An Airbus A321, registration OY-VKA and flight number VKG866, flew from Tenerife Airport (GCTS) to Sandefjord Airport Torp (ENTO) on 26th of March 2006. The flight was operated by My Travel Airways Scandinavia.
The first officer was Pilot Flying (PF) and the commander was Pilot Not Flying (PNF). The crew reviewed updated weather and runway status before commencing the approach to ENTO. Air Traffic Information Services (ATIS) indicated dry runway and Braking Action (BA) GOOD.
When checking in on Tower frequency, the crew was informed that the runway was contaminated by 8 mm wet snow with a measured (Friction Coefficient, FC) of 32-33-31. These numbers indicated a MEDIUM BA.
The crew requested wind information in order to check for any crosswind or tailwind limitations. They made a mental consideration regarding the landing conditions and decided that it was acceptable to perform the landing. The airplane got high on the glide slope after passing 250 ft Radio Height. This resulted in a touch down approximately 780 metres from the threshold. After landing the crew experienced POOR braking action and suspected auto brake failure. The first officer performed maximum manual braking without noticing any BA. After landing the crew experienced POOR BA and suspected a brake failure. The commander took control, pulled the Park Brake (PB) and steered the aircraft with Nose Wheel Steering (NWS) towards the left side of the runway with guidance from the first officer.
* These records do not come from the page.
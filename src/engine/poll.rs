//! Status Adapter / polling protocol
//!
//! Maps the persisted instance status into the client-visible vocabulary
//! driving the polling loop. Deprovision has a terminal `gone` outcome
//! that collapses "succeeded" and "not found": the record is purged on
//! success, so an unknown ID polled for a deprovision reports gone rather
//! than a not-found error.

use std::fmt;

use serde::Serialize;

use crate::model::{OperationStatus, OperationType};

use super::errors::{EngineError, EngineResult};
use super::Engine;

/// Client-visible operation state.
#[derive(Debug, Clone, Copy, PartialEq, Eq, Serialize)]
pub enum PollState {
    #[serde(rename = "in progress")]
    InProgress,
    #[serde(rename = "succeeded")]
    Succeeded,
    #[serde(rename = "failed")]
    Failed,
}

impl fmt::Display for PollState {
    fn fmt(&self, f: &mut fmt::Formatter<'_>) -> fmt::Result {
        let s = match self {
            PollState::InProgress => "in progress",
            PollState::Succeeded => "succeeded",
            PollState::Failed => "failed",
        };
        write!(f, "{}", s)
    }
}

/// Poll outcome for a live instance.
#[derive(Debug, Clone, Serialize)]
pub struct PollResponse {
    pub state: PollState,
    #[serde(skip_serializing_if = "Option::is_none")]
    pub description: Option<String>,
}

impl Engine {
    /// Report progress of the current or last operation.
    ///
    /// `requested` is the operation type the client believes is running;
    /// a mismatch with the actual one is an input error, not a status
    /// value. Unknown IDs are `Gone` when the client is polling a
    /// deprovision, `NotFound` otherwise.
    pub fn poll(
        &self,
        instance_id: &str,
        requested: Option<OperationType>,
    ) -> EngineResult<PollResponse> {
        let Some(record) = self.store().get_instance(instance_id)? else {
            return match requested {
                Some(OperationType::Deprovision) => Err(EngineError::Gone),
                _ => Err(EngineError::NotFound(instance_id.to_string())),
            };
        };

        if let (Some(requested), Some(actual)) = (requested, record.last_operation) {
            if requested != actual {
                return Err(EngineError::Validation(format!(
                    "operation mismatch: requested {}, instance is running {}",
                    requested, actual
                )));
            }
        }

        let state = match record.status {
            OperationStatus::InProgress => PollState::InProgress,
            OperationStatus::Succeeded => PollState::Succeeded,
            OperationStatus::Failed => PollState::Failed,
            OperationStatus::Idle => {
                return Err(EngineError::Validation(format!(
                    "no operation has run for instance {}",
                    instance_id
                )));
            }
        };

        Ok(PollResponse {
            state,
            description: record.last_error,
        })
    }
}

#[cfg(test)]
mod tests {
    use super::*;
    use crate::broker::ModuleRegistry;
    use crate::model::{InstanceRecord, ParamMap};
    use crate::store::{BrokerStore, MemoryStore};
    use std::sync::Arc;

    fn engine_with(records: Vec<InstanceRecord>) -> Engine {
        let store = Arc::new(MemoryStore::new());
        for record in &records {
            store.create_instance(record).unwrap();
        }
        Engine::new(store, Arc::new(ModuleRegistry::new()))
    }

    fn record(id: &str, status: OperationStatus, op: OperationType) -> InstanceRecord {
        let mut record = InstanceRecord::new(id, "svc-1", "plan-a", ParamMap::new());
        record.status = status;
        record.last_operation = Some(op);
        record
    }

    #[test]
    fn test_poll_maps_statuses() {
        let engine = engine_with(vec![
            record("a", OperationStatus::InProgress, OperationType::Provision),
            record("b", OperationStatus::Succeeded, OperationType::Provision),
            record("c", OperationStatus::Failed, OperationType::Provision),
        ]);

        assert_eq!(engine.poll("a", None).unwrap().state, PollState::InProgress);
        assert_eq!(engine.poll("b", None).unwrap().state, PollState::Succeeded);
        assert_eq!(engine.poll("c", None).unwrap().state, PollState::Failed);
    }

    #[test]
    fn test_poll_failed_carries_description() {
        let mut failed = record("a", OperationStatus::Failed, OperationType::Provision);
        failed.last_error = Some("step create-server failed".to_string());
        let engine = engine_with(vec![failed]);

        let response = engine.poll("a", Some(OperationType::Provision)).unwrap();
        assert_eq!(response.state, PollState::Failed);
        assert!(response.description.unwrap().contains("create-server"));
    }

    #[test]
    fn test_poll_unknown_id_for_deprovision_is_gone() {
        let engine = engine_with(vec![]);
        let err = engine
            .poll("vanished", Some(OperationType::Deprovision))
            .unwrap_err();
        assert!(matches!(err, EngineError::Gone));
    }

    #[test]
    fn test_poll_unknown_id_otherwise_not_found() {
        let engine = engine_with(vec![]);
        let err = engine
            .poll("vanished", Some(OperationType::Provision))
            .unwrap_err();
        assert!(matches!(err, EngineError::NotFound(_)));
    }

    #[test]
    fn test_poll_operation_mismatch_is_input_error() {
        let engine = engine_with(vec![record(
            "a",
            OperationStatus::InProgress,
            OperationType::Update,
        )]);
        let err = engine.poll("a", Some(OperationType::Provision)).unwrap_err();
        assert!(matches!(err, EngineError::Validation(_)));
    }

    #[test]
    fn test_poll_state_wire_serialization() {
        let response = PollResponse {
            state: PollState::InProgress,
            description: None,
        };
        let body = serde_json::to_value(&response).unwrap();
        assert_eq!(body, serde_json::json!({"state": "in progress"}));
    }
}
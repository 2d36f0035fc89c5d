//! Detail Codec
//!
//! Converts between a module's typed details and the generic persisted
//! representation, splitting sensitive fields into a secure sub-map.
//!
//! Hydration fails closed: a missing required field is an error from
//! deserialization, and a persisted key with no corresponding field on the
//! typed shape is an `UnknownField` error. Partially-hydrated state is
//! never produced, since later steps would silently act on it.

mod errors;

pub use errors::{CodecError, CodecResult};

use serde::de::DeserializeOwned;
use serde::Serialize;
use serde_json::Value;

use crate::model::DetailMap;

/// A module's typed view of instance or binding details.
///
/// Must serialize to a JSON object. Fields named in `SECURE_FIELDS` are
/// routed to the secure sub-map on flatten and merged back on hydrate.
pub trait TypedDetails: Serialize + DeserializeOwned {
    /// Top-level field names considered sensitive.
    const SECURE_FIELDS: &'static [&'static str];
}

fn value_kind(value: &Value) -> &'static str {
    match value {
        Value::Null => "null",
        Value::Bool(_) => "bool",
        Value::Number(_) => "number",
        Value::String(_) => "string",
        Value::Array(_) => "array",
        Value::Object(_) => "object",
    }
}

/// Split typed details into `(details, secure_details)` maps.
///
/// The non-secure map never contains a field named in `SECURE_FIELDS`.
pub fn flatten<D: TypedDetails>(details: &D) -> CodecResult<(DetailMap, DetailMap)> {
    let value = serde_json::to_value(details)?;
    let Value::Object(fields) = value else {
        return Err(CodecError::NotAnObject(value_kind(&value)));
    };

    let mut public = DetailMap::new();
    let mut secure = DetailMap::new();
    for (key, value) in fields {
        if D::SECURE_FIELDS.contains(&key.as_str()) {
            secure.insert(key, value);
        } else {
            public.insert(key, value);
        }
    }
    Ok((public, secure))
}

/// Rebuild typed details from the persisted maps.
///
/// A key present in both maps, a missing required field, or a key with no
/// corresponding typed field are all errors.
pub fn hydrate<D: TypedDetails>(details: &DetailMap, secure_details: &DetailMap) -> CodecResult<D> {
    let mut merged = serde_json::Map::new();
    for (key, value) in details.iter().chain(secure_details.iter()) {
        if merged.insert(key.clone(), value.clone()).is_some() {
            return Err(CodecError::DuplicateKey(key.clone()));
        }
    }

    let hydrated: D = serde_json::from_value(Value::Object(merged.clone()))?;

    // Unknown keys are detected by re-flattening the hydrated value: any
    // input key the typed shape did not absorb must be stale or mistyped.
    let reserialized = serde_json::to_value(&hydrated)?;
    let Value::Object(known) = reserialized else {
        return Err(CodecError::NotAnObject(value_kind(&reserialized)));
    };
    for key in merged.keys() {
        if !known.contains_key(key) {
            return Err(CodecError::UnknownField(key.clone()));
        }
    }

    Ok(hydrated)
}

#[cfg(test)]
mod tests {
    use super::*;
    use serde::Deserialize;
    use serde_json::json;

    #[derive(Debug, PartialEq, Serialize, Deserialize)]
    struct DbDetails {
        host: String,
        port: u16,
        admin_user: String,
        admin_password: String,
    }

    impl TypedDetails for DbDetails {
        const SECURE_FIELDS: &'static [&'static str] = &["admin_password"];
    }

    fn sample() -> DbDetails {
        DbDetails {
            host: "db.internal".to_string(),
            port: 5432,
            admin_user: "root".to_string(),
            admin_password: "s3cret".to_string(),
        }
    }

    #[test]
    fn test_flatten_partitions_secure_fields() {
        let (public, secure) = flatten(&sample()).unwrap();
        assert_eq!(public["host"], json!("db.internal"));
        assert_eq!(public["port"], json!(5432));
        assert!(!public.contains_key("admin_password"));
        assert_eq!(secure["admin_password"], json!("s3cret"));
        assert_eq!(secure.len(), 1);
    }

    #[test]
    fn test_hydrate_reverses_flatten() {
        let (public, secure) = flatten(&sample()).unwrap();
        let hydrated: DbDetails = hydrate(&public, &secure).unwrap();
        assert_eq!(hydrated, sample());
    }

    #[test]
    fn test_hydrate_missing_required_field_fails() {
        let (public, _) = flatten(&sample()).unwrap();
        // Secure map lost: admin_password is required, so hydration must
        // fail rather than fill in a zero value.
        let err = hydrate::<DbDetails>(&public, &DetailMap::new()).unwrap_err();
        assert!(matches!(err, CodecError::Hydration(_)));
    }

    #[test]
    fn test_hydrate_unknown_field_fails() {
        let (mut public, secure) = flatten(&sample()).unwrap();
        public.insert("reigon".to_string(), json!("eu-1"));
        let err = hydrate::<DbDetails>(&public, &secure).unwrap_err();
        assert!(matches!(err, CodecError::UnknownField(k) if k == "reigon"));
    }

    #[test]
    fn test_hydrate_duplicate_key_fails() {
        let (public, mut secure) = flatten(&sample()).unwrap();
        secure.insert("host".to_string(), json!("other.host"));
        let err = hydrate::<DbDetails>(&public, &secure).unwrap_err();
        assert!(matches!(err, CodecError::DuplicateKey(k) if k == "host"));
    }

    #[test]
    fn test_flatten_rejects_non_object() {
        #[derive(Serialize, Deserialize)]
        struct Bare(u32);
        impl TypedDetails for Bare {
            const SECURE_FIELDS: &'static [&'static str] = &[];
        }
        let err = flatten(&Bare(7)).unwrap_err();
        assert!(matches!(err, CodecError::NotAnObject("number")));
    }
}
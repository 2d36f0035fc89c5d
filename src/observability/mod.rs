//! Observability for the broker
//!
//! Structured JSON logging of lifecycle events: one line per event,
//! explicit severities, deterministic key ordering, synchronous writes.

mod logger;

pub use logger::{Logger, Severity};
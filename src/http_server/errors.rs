//! # API Errors
//!
//! HTTP-facing error type mapping engine outcomes onto the wire protocol.
//! Every error renders as `{"error": ..., "description": ...}` except
//! `Gone`, whose contract is a bare `{}` body with status 410.

use axum::http::StatusCode;
use axum::response::{IntoResponse, Response};
use axum::Json;
use serde_json::json;
use thiserror::Error;

use crate::engine::EngineError;

/// Result type for API handlers
pub type ApiResult<T> = Result<T, ApiError>;

/// Errors surfaced by the HTTP layer
#[derive(Debug, Error)]
pub enum ApiError {
    /// Missing or wrong Basic credentials
    #[error("Unauthorized")]
    Unauthorized,

    /// The client did not pass `accepts_incomplete=true` on an operation
    /// that only runs asynchronously
    #[error("This broker only supports asynchronous operations; pass accepts_incomplete=true")]
    AsyncRequired,

    /// A query parameter failed to parse
    #[error("Invalid query parameter: {0}")]
    InvalidQueryParam(String),

    /// Engine outcome, mapped to a status by `status_code`
    #[error(transparent)]
    Engine(#[from] EngineError),
}

impl ApiError {
    /// HTTP status for this error
    pub fn status_code(&self) -> StatusCode {
        match self {
            ApiError::Unauthorized => StatusCode::UNAUTHORIZED,
            ApiError::AsyncRequired => StatusCode::UNPROCESSABLE_ENTITY,
            ApiError::InvalidQueryParam(_) => StatusCode::BAD_REQUEST,
            ApiError::Engine(e) => match e {
                EngineError::Validation(_) => StatusCode::BAD_REQUEST,
                EngineError::Conflict(_) => StatusCode::CONFLICT,
                EngineError::NotFound(_) => StatusCode::NOT_FOUND,
                EngineError::Gone => StatusCode::GONE,
                EngineError::Broker(_) | EngineError::Store(_) => {
                    StatusCode::INTERNAL_SERVER_ERROR
                }
            },
        }
    }

    /// Short machine-readable label for the response body
    fn label(&self) -> &'static str {
        match self {
            ApiError::Unauthorized => "Unauthorized",
            ApiError::AsyncRequired => "AsyncRequired",
            ApiError::InvalidQueryParam(_) => "InvalidQueryParam",
            ApiError::Engine(e) => match e {
                EngineError::Validation(_) => "InvalidRequest",
                EngineError::Conflict(_) => "Conflict",
                EngineError::NotFound(_) => "NotFound",
                EngineError::Gone => "Gone",
                EngineError::Broker(_) | EngineError::Store(_) => "InternalError",
            },
        }
    }
}

impl IntoResponse for ApiError {
    fn into_response(self) -> Response {
        let status = self.status_code();
        if status == StatusCode::GONE {
            return (status, Json(json!({}))).into_response();
        }
        let body = json!({
            "error": self.label(),
            "description": self.to_string(),
        });
        (status, Json(body)).into_response()
    }
}

#[cfg(test)]
mod tests {
    use super::*;

    #[test]
    fn test_status_codes() {
        assert_eq!(ApiError::Unauthorized.status_code(), StatusCode::UNAUTHORIZED);
        assert_eq!(
            ApiError::AsyncRequired.status_code(),
            StatusCode::UNPROCESSABLE_ENTITY
        );
        assert_eq!(
            ApiError::from(EngineError::Validation("bad".into())).status_code(),
            StatusCode::BAD_REQUEST
        );
        assert_eq!(
            ApiError::from(EngineError::Conflict("busy".into())).status_code(),
            StatusCode::CONFLICT
        );
        assert_eq!(
            ApiError::from(EngineError::Gone).status_code(),
            StatusCode::GONE
        );
    }

    #[test]
    fn test_gone_renders_empty_object() {
        let response = ApiError::from(EngineError::Gone).into_response();
        assert_eq!(response.status(), StatusCode::GONE);
    }

    #[test]
    fn test_labels() {
        assert_eq!(ApiError::AsyncRequired.label(), "AsyncRequired");
        assert_eq!(
            ApiError::from(EngineError::Conflict("busy".into())).label(),
            "Conflict"
        );
    }
}
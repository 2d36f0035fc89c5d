//! HTTP lifecycle API
//!
//! The `/v2` service-instance protocol over axum, with HTTP Basic auth on
//! every route. Long-running operations return 202 and are observed via
//! `last_operation` polling; auth failures are 401 before the engine is
//! ever consulted.

mod auth;
mod broker_routes;
mod config;
mod errors;
mod server;

pub use auth::{basic_header_value, require_basic_auth, BasicCredentials};
pub use broker_routes::{broker_routes, BrokerState};
pub use config::BrokerConfig;
pub use errors::{ApiError, ApiResult};
pub use server::HttpServer;
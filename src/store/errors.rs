//! # Store Errors
//!
//! Error types for the instance/binding store contract.

use thiserror::Error;

/// Result type for store operations
pub type StoreResult<T> = Result<T, StoreError>;

/// Errors from the instance/binding store
#[derive(Debug, Error)]
pub enum StoreError {
    /// No record exists for the given ID
    #[error("Record not found: {0}")]
    NotFound(String),

    /// A record already exists for the given ID
    #[error("Record already exists: {0}")]
    AlreadyExists(String),

    /// A persisted record could not be decoded
    #[error("Corrupt record {id}: {reason}")]
    CorruptRecord { id: String, reason: String },

    /// Backend I/O failure
    #[error("Store I/O failure: {0}")]
    Io(#[from] std::io::Error),
}

#[cfg(test)]
mod tests {
    use super::*;

    #[test]
    fn test_display_includes_id() {
        let err = StoreError::NotFound("inst-1".to_string());
        assert!(err.to_string().contains("inst-1"));

        let err = StoreError::CorruptRecord {
            id: "inst-2".to_string(),
            reason: "truncated".to_string(),
        };
        assert!(err.to_string().contains("inst-2"));
        assert!(err.to_string().contains("truncated"));
    }
}
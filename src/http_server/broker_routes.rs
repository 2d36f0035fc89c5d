//! Lifecycle HTTP Routes
//!
//! The `/v2` service-instance protocol: provision, update, deprovision,
//! poll, bind, unbind. Provision, update and deprovision are accepted
//! asynchronously (202) and observed through `last_operation`; bind and
//! unbind are synchronous.

use std::sync::Arc;

use axum::{
    extract::{Path, Query, State},
    http::{HeaderMap, StatusCode},
    routing::{get, put},
    Json, Router,
};
use serde::{Deserialize, Serialize};
use serde_json::json;

use crate::broker::CredentialMap;
use crate::engine::{Engine, PollResponse, ProvisionRequest, UpdateRequest};
use crate::model::{OperationType, ParamMap};

use super::auth::{require_basic_auth, BasicCredentials};
use super::errors::{ApiError, ApiResult};

// ==================
// Shared State
// ==================

/// Broker state shared across handlers
pub struct BrokerState {
    pub engine: Engine,
    pub credentials: BasicCredentials,
}

impl BrokerState {
    pub fn new(engine: Engine, credentials: BasicCredentials) -> Self {
        Self {
            engine,
            credentials,
        }
    }
}

// ==================
// Request/Response Types
// ==================

#[derive(Debug, Deserialize)]
pub struct ProvisionBody {
    pub service_id: String,
    pub plan_id: String,
    #[serde(default)]
    pub parameters: ParamMap,
    #[serde(default)]
    pub parent_instance_id: Option<String>,
    #[serde(default)]
    pub tags: Vec<String>,
}

#[derive(Debug, Deserialize)]
pub struct UpdateBody {
    #[serde(default)]
    pub plan_id: Option<String>,
    #[serde(default)]
    pub parameters: ParamMap,
}

#[derive(Debug, Deserialize)]
pub struct BindBody {
    #[serde(default)]
    pub parameters: ParamMap,
}

#[derive(Debug, Serialize)]
pub struct AcceptedBody {
    pub operation: &'static str,
}

#[derive(Debug, Serialize)]
pub struct BindResponse {
    pub credentials: CredentialMap,
}

#[derive(Debug, Deserialize)]
pub struct AsyncQuery {
    #[serde(default)]
    pub accepts_incomplete: Option<bool>,
}

#[derive(Debug, Deserialize)]
pub struct LastOperationQuery {
    #[serde(default)]
    pub operation: Option<String>,
}

fn require_async(query: &AsyncQuery) -> ApiResult<()> {
    if query.accepts_incomplete == Some(true) {
        Ok(())
    } else {
        Err(ApiError::AsyncRequired)
    }
}

// ==================
// Handlers
// ==================

async fn provision(
    State(state): State<Arc<BrokerState>>,
    Path(instance_id): Path<String>,
    Query(query): Query<AsyncQuery>,
    headers: HeaderMap,
    Json(body): Json<ProvisionBody>,
) -> ApiResult<(StatusCode, Json<AcceptedBody>)> {
    require_basic_auth(&headers, &state.credentials)?;
    require_async(&query)?;

    let accepted = state.engine.provision(ProvisionRequest {
        instance_id,
        service_id: body.service_id,
        plan_id: body.plan_id,
        parameters: body.parameters,
        parent_instance_id: body.parent_instance_id,
        tags: body.tags,
    })?;
    Ok((
        StatusCode::ACCEPTED,
        Json(AcceptedBody {
            operation: accepted.operation.as_str(),
        }),
    ))
}

async fn update(
    State(state): State<Arc<BrokerState>>,
    Path(instance_id): Path<String>,
    Query(query): Query<AsyncQuery>,
    headers: HeaderMap,
    Json(body): Json<UpdateBody>,
) -> ApiResult<(StatusCode, Json<AcceptedBody>)> {
    require_basic_auth(&headers, &state.credentials)?;
    require_async(&query)?;

    let accepted = state.engine.update(UpdateRequest {
        instance_id,
        plan_id: body.plan_id,
        parameters: body.parameters,
    })?;
    Ok((
        StatusCode::ACCEPTED,
        Json(AcceptedBody {
            operation: accepted.operation.as_str(),
        }),
    ))
}

async fn deprovision(
    State(state): State<Arc<BrokerState>>,
    Path(instance_id): Path<String>,
    Query(query): Query<AsyncQuery>,
    headers: HeaderMap,
) -> ApiResult<(StatusCode, Json<AcceptedBody>)> {
    require_basic_auth(&headers, &state.credentials)?;
    require_async(&query)?;

    let accepted = state.engine.deprovision(&instance_id)?;
    Ok((
        StatusCode::ACCEPTED,
        Json(AcceptedBody {
            operation: accepted.operation.as_str(),
        }),
    ))
}

async fn last_operation(
    State(state): State<Arc<BrokerState>>,
    Path(instance_id): Path<String>,
    Query(query): Query<LastOperationQuery>,
    headers: HeaderMap,
) -> ApiResult<Json<PollResponse>> {
    require_basic_auth(&headers, &state.credentials)?;

    let requested = match query.operation.as_deref() {
        None => None,
        Some(raw) => Some(
            OperationType::parse(raw)
                .ok_or_else(|| ApiError::InvalidQueryParam(format!("operation={}", raw)))?,
        ),
    };
    let response = state.engine.poll(&instance_id, requested)?;
    Ok(Json(response))
}

async fn bind(
    State(state): State<Arc<BrokerState>>,
    Path((instance_id, binding_id)): Path<(String, String)>,
    headers: HeaderMap,
    Json(body): Json<BindBody>,
) -> ApiResult<(StatusCode, Json<BindResponse>)> {
    require_basic_auth(&headers, &state.credentials)?;

    let credentials = state.engine.bind(&instance_id, &binding_id, body.parameters)?;
    Ok((StatusCode::CREATED, Json(BindResponse { credentials })))
}

async fn unbind(
    State(state): State<Arc<BrokerState>>,
    Path((instance_id, binding_id)): Path<(String, String)>,
    headers: HeaderMap,
) -> ApiResult<Json<serde_json::Value>> {
    require_basic_auth(&headers, &state.credentials)?;

    state.engine.unbind(&instance_id, &binding_id)?;
    Ok(Json(json!({})))
}

// ==================
// Router
// ==================

/// Build the `/v2` lifecycle router.
pub fn broker_routes(state: Arc<BrokerState>) -> Router {
    Router::new()
        .route(
            "/v2/service_instances/:instance_id",
            put(provision).patch(update).delete(deprovision),
        )
        .route(
            "/v2/service_instances/:instance_id/last_operation",
            get(last_operation),
        )
        .route(
            "/v2/service_instances/:instance_id/service_bindings/:binding_id",
            put(bind).delete(unbind),
        )
        .with_state(state)
}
The effect of the PB and NWS was that the aircraft skidded sideways towards the end of the runway 18. This resulted in increased deceleration and the aircraft stopped at the very end of the hard surfaced runway, with the nose wheel against a concrete antennae base.
The crew advised the TWR about the anticipated runway excursion while the aircraft skidded towards the end. This allowed the TWR to alert the fire and rescue crew even before the aircraft had stopped. The fire and rescue service functioned as expected.
No persons were injured and the aircraft got some skin and nose wheel damage. The commander shut down the engines and evacuated the passengers through the forward left cabin door. The passengers were transported to the terminal building by buses while the crew remained in the aircraft being towed to the terminal.

AIBN issued three safety recommendations to MyTravel Scandinavia (now Thomas Cook Airlines Scandinavia) and two recommendations to Sandefjord Airport Torp, related to operations on contaminated runways.